Philippine television variety show

I Laugh Sabado is a Philippine television variety show broadcast by Q. Directed by Bibeth Orteza, it premiered on April 24, 2010. The show concluded on February 19, 2011.

==Overview==
I Laugh Sabado was a comedy variety show of Q, which featured sketches and musical numbers. It was hosted by an ensemble of Filipino comedians and character actors, Wally Bayola, Paolo Paraiso, Gee Canlas, Jana Dominguez, Jan Manual, Alfred Marquez, and Archie Alemania. It was directed by Bibeth Orteza.

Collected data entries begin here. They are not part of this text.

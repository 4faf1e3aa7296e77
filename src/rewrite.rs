// src/rewrite.rs
//! Rewrites channel app-link intent URIs so every deep link in the listing
//! targets one handler component.

use tracing::warn;

use crate::intent::{ComponentName, IntentUri};
use crate::listing::{HandlerIdentity, TvListing};

/// Point every decodable app-link intent URI in `listing` at `handler`,
/// in place. Channels without an app link, without an intent URI, or with a
/// URI the codec rejects are left untouched; a malformed URI is logged and
/// never aborts the rest of the batch.
///
/// The codec encodes canonically, so running this twice with the same
/// handler leaves the listing unchanged after the first pass.
pub fn rewrite_app_links(listing: &mut TvListing, handler: &HandlerIdentity) {
    if listing.channels.is_empty() {
        return;
    }

    let component = ComponentName::new(handler.package.clone(), handler.qualified_class());
    for channel in &mut listing.channels {
        let Some(app_link) = channel.app_link.as_mut() else {
            continue;
        };
        let Some(intent_uri) = app_link.intent_uri.as_deref() else {
            continue;
        };
        let mut intent = match IntentUri::decode(intent_uri) {
            Ok(intent) => intent,
            Err(e) => {
                warn!(error = %e, uri = %intent_uri, "invalid intent uri");
                continue;
            }
        };
        intent.set_component(component.clone());
        app_link.intent_uri = Some(intent.encode());
    }
}
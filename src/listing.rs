// src/listing.rs
use serde::{Deserialize, Serialize};

/// Extras key under which feeds encode the channel display number inside
/// an app-link intent URI.
pub const EXTRA_DISPLAY_NUMBER: &str = "display-number";

/// Parsed representation of the full feed. Ordered as the feed lists them.
/// Treated as immutable after parse, except the `AppLink::intent_uri`
/// rewrite in [`crate::rewrite`].
#[derive(Debug, Clone, Serialize, Deserialize, PartialEq, Eq)]
pub struct TvListing {
    pub channels: Vec<Channel>,
}

/// One tunable entry in the listing.
#[derive(Debug, Clone, Serialize, Deserialize, PartialEq, Eq)]
pub struct Channel {
    pub display_number: String, // e.g. "1-1"
    pub display_name: String,
    pub icon_uri: Option<String>,
    pub app_link: Option<AppLink>,
}

/// Optional deep-link metadata attached to a channel. `intent_uri` may be
/// absent even when the app-link element itself is present.
#[derive(Debug, Clone, Serialize, Deserialize, PartialEq, Eq)]
pub struct AppLink {
    pub text: Option<String>,
    pub color: Option<String>,
    pub poster_uri: Option<String>,
    pub intent_uri: Option<String>,
}

/// The (package, class) pair that should receive rewritten deep links.
#[derive(Debug, Clone, PartialEq, Eq)]
pub struct HandlerIdentity {
    pub package: String,
    pub class: String,
}

impl HandlerIdentity {
    pub fn new(package: impl Into<String>, class: impl Into<String>) -> Self {
        Self {
            package: package.into(),
            class: class.into(),
        }
    }

    /// Fully qualified class name. A bare class name resolves against the
    /// package, so `("com.example.tv", "RichActivity")` names
    /// `com.example.tv.RichActivity`.
    pub fn qualified_class(&self) -> String {
        if self.class.contains('.') {
            self.class.clone()
        } else {
            format!("{}.{}", self.package, self.class)
        }
    }
}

The show, admits Paolo, is patterned after the long-running US show, Saturday Night Live. I Laugh Sabado will have gags, sketches, skits and a knock-knock portion. We have a celebrity guest every week who will serve as the show's host. There will also be a band and dancers."

==Cast==
- Wally Bayola
  - Wally is currently seen in the longest running noon time show in the Philippines, Eat Bulaga!. He starred in the film Scaregivers in which he and Jose Manalo were the lead actors. His colleagues in I Laugh Sabado are calling him big brother because Wally is veteran when it comes to comedy." He's the lead comedian in I Laugh Sabado.
- Paolo Paraiso
  - Paolo is often seen in some shows of GMA Network particularly the near-ending fantaserye Panday Kids and to the recently concluded Sine Novela Kaya Kong Abutin ang Langit. Paolo is the father to actress Mylene Dizon's kids, and a brother to Bubbles Paraiso. He also has a show entitled "Bluffing" together with Bodie Cruz.
- Janna Dominguez
- Gee Canlas
- Jan Manual
  - Being known as PacBoy as one of the segment hosts of Startalk, Jan was also part of the reality show StarStruck where he was part of the Batch Four. Last 2008, Jan recovered from an accident in the KapusOlympics Watermania 2008.
- Archie Alemania
  - Archie is part of ABS-CBN's Star Magic and his last appearance before his I Laugh Sabados stint is George and Cecil.